Нет, не верю я в пользу умственной энтропии* (Необратимое рассеивание энергии, отклонение реального процесса от идеального — прим. авт.). В возможность счастья где попало и с кем попало, по факту обладания крестиками на фюзеляже. Не убеждает меня старушечья риторика. А то, что множество народу она таки убедит, и станет этот народ мыть мои кости и белье мое перетряхивать, обсуждая глупость мою до слюнотечения, до пароксизмов единогласия, до эйфории Несправедливо Обиженных Мам… так мне до лампочки. Лишь бы самой не угодить в ловушку их НЛПешной магии.

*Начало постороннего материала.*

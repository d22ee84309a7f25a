//! Publish date normalization.
//!
//! Syndication documents carry publish dates in several textual layouts.
//! This module converts them to UTC, trying a fixed list of layouts in
//! priority order and returning `None` when nothing matches.

use chrono::{DateTime, FixedOffset, NaiveDate, NaiveDateTime, TimeZone, Utc};
use tracing::warn;

/// Layouts accepted for publish dates, in the order they are tried.
#[derive(Debug, Clone, Copy, PartialEq, Eq)]
pub enum DateLayout {
    /// `Mon, 02 Jan 2006 15:04:05 -0700`
    Rfc1123Numeric,
    /// `Mon, 02 Jan 2006 15:04:05 MST`
    Rfc1123Named,
    /// `2006-01-02T15:04:05Z`
    Rfc3339,
    /// `2006-01-02`, taken as midnight UTC.
    DateOnly,
}

impl DateLayout {
    /// All layouts in priority order.
    pub const ALL: [DateLayout; 4] = [
        DateLayout::Rfc1123Numeric,
        DateLayout::Rfc1123Named,
        DateLayout::Rfc3339,
        DateLayout::DateOnly,
    ];

    /// Try to parse `s` with this layout.
    pub fn parse(self, s: &str) -> Option<DateTime<Utc>> {
        match self {
            DateLayout::Rfc1123Numeric => {
                let rest = strip_weekday(s)?;
                DateTime::parse_from_str(rest, "%d %b %Y %H:%M:%S %z")
                    .ok()
                    .map(|dt| dt.with_timezone(&Utc))
            }
            DateLayout::Rfc1123Named => {
                let rest = strip_weekday(s)?;
                let (datetime, zone) = rest.rsplit_once(' ')?;
                let offset = zone_offset(zone)?;
                let naive = NaiveDateTime::parse_from_str(datetime, "%d %b %Y %H:%M:%S").ok()?;
                offset
                    .from_local_datetime(&naive)
                    .single()
                    .map(|dt| dt.with_timezone(&Utc))
            }
            DateLayout::Rfc3339 => DateTime::parse_from_rfc3339(s)
                .ok()
                .map(|dt| dt.with_timezone(&Utc)),
            DateLayout::DateOnly => NaiveDate::parse_from_str(s, "%Y-%m-%d")
                .ok()
                .and_then(|d| d.and_hms_opt(0, 0, 0))
                .map(|naive| Utc.from_utc_datetime(&naive)),
        }
    }
}

/// Normalize a raw publish date.
///
/// Empty input is absent. Input that matches no layout is logged and also absent.
pub fn normalize_published(raw: &str) -> Option<DateTime<Utc>> {
    let s = raw.trim();
    if s.is_empty() {
        return None;
    }

    let parsed = DateLayout::ALL.iter().find_map(|layout| layout.parse(s));
    if parsed.is_none() {
        warn!(raw = %raw, "Unrecognized publish date");
    }
    parsed
}

/// Strip the leading `Mon, ` from an RFC 1123 date.
///
/// The weekday is checked for shape but not against the date, since feeds
/// often get it wrong.
fn strip_weekday(s: &str) -> Option<&str> {
    const WEEKDAYS: [&str; 7] = ["Mon", "Tue", "Wed", "Thu", "Fri", "Sat", "Sun"];

    let (day, rest) = s.split_once(", ")?;
    if WEEKDAYS.iter().any(|w| w.eq_ignore_ascii_case(day)) {
        Some(rest.trim_start())
    } else {
        None
    }
}

/// Offset for a named time zone. Unknown alphabetic abbreviations are UTC.
fn zone_offset(zone: &str) -> Option<FixedOffset> {
    if zone.is_empty() || !zone.chars().all(|c| c.is_ascii_alphabetic()) {
        return None;
    }

    let hours = match zone.to_ascii_uppercase().as_str() {
        "EST" => -5,
        "EDT" => -4,
        "CST" => -6,
        "CDT" => -5,
        "MST" => -7,
        "MDT" => -6,
        "PST" => -8,
        "PDT" => -7,
        _ => 0,
    };
    FixedOffset::east_opt(hours * 3600)
}
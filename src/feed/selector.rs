//! Feed selection for the ingestion cycle.

use tracing::debug;

use super::store::IngestStore;
use super::types::Feed;
use crate::{GatorError, Result};

/// Picks the next feed to ingest.
///
/// Never-fetched feeds first, then the least recently fetched, ties broken
/// by the least recently updated. The ordering itself lives in the store.
pub struct FeedSelector<'a, S> {
    store: &'a S,
}

impl<'a, S: IngestStore> FeedSelector<'a, S> {
    /// Create a selector over the given store.
    pub fn new(store: &'a S) -> Self {
        Self { store }
    }

    /// Select the next feed.
    ///
    /// Returns `NoFeedsAvailable` when no feeds are registered.
    pub async fn next_feed(&self) -> Result<Feed> {
        let feed = self
            .store
            .next_feed_to_ingest()
            .await?
            .ok_or(GatorError::NoFeedsAvailable)?;

        debug!(
            feed_id = %feed.id,
            url = %feed.url,
            never_fetched = feed.is_never_fetched(),
            "Selected feed"
        );
        Ok(feed)
    }
}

— Магия? Кто здесь думает о магии? — Мореход входит в окружающую действительность прямиком из сугроба, в полуметре от Хаськи, пристально изучающей зиму. Кошка совершает кабриоль* (Балетный прыжок, в котором нижняя нога ударяет об верхнюю под углом перед приземлением танцора на нижнюю ногу — прим. авт.), означающий крайнюю степень изумления. Хоть и говорят, что кошки могут видеть незримое, но не до такой же степени?… Что-то непонятное сгущается в тоннелях между мной и верхним миром, между верхним миром и морем Ид, между морем Ид и мной. Мы образовываем странно стабильный треугольник, внутри которого, как на Бермудах, происходят удивительные вещи.
— Наконец-то! — всплескивает руками Мореход. — Наконец-то мы заметили очевидное! Утютюшеньки!
Очевидное. Это он про что? Про то, что старшее поколение самочинно овладело техниками нейролингвистического программирования и вовсю канифолит нам мозги или…
— Или. — В голосе Морехода звучит не просто удовлетворение — торжество! — Или то, что ткань верхнего мира уплотняется. Ты просекла, что весь год занималась ткачеством. Ура.
— Ты хочешь сказать… — я стараюсь не поддаваться на провокации и не впадать в глупые пререкания, мне нет дела до того, что он думает о моем уме, он сам — порождение моего ума! Или нет? — …ты хочешь сказать, я все эти месяцы планомерно ткала свой собственный мир? Как гобелен? Это что, значит, я — парка* (Парки в древнеримской мифологии — три богини судьбы. Прим. авт.)?!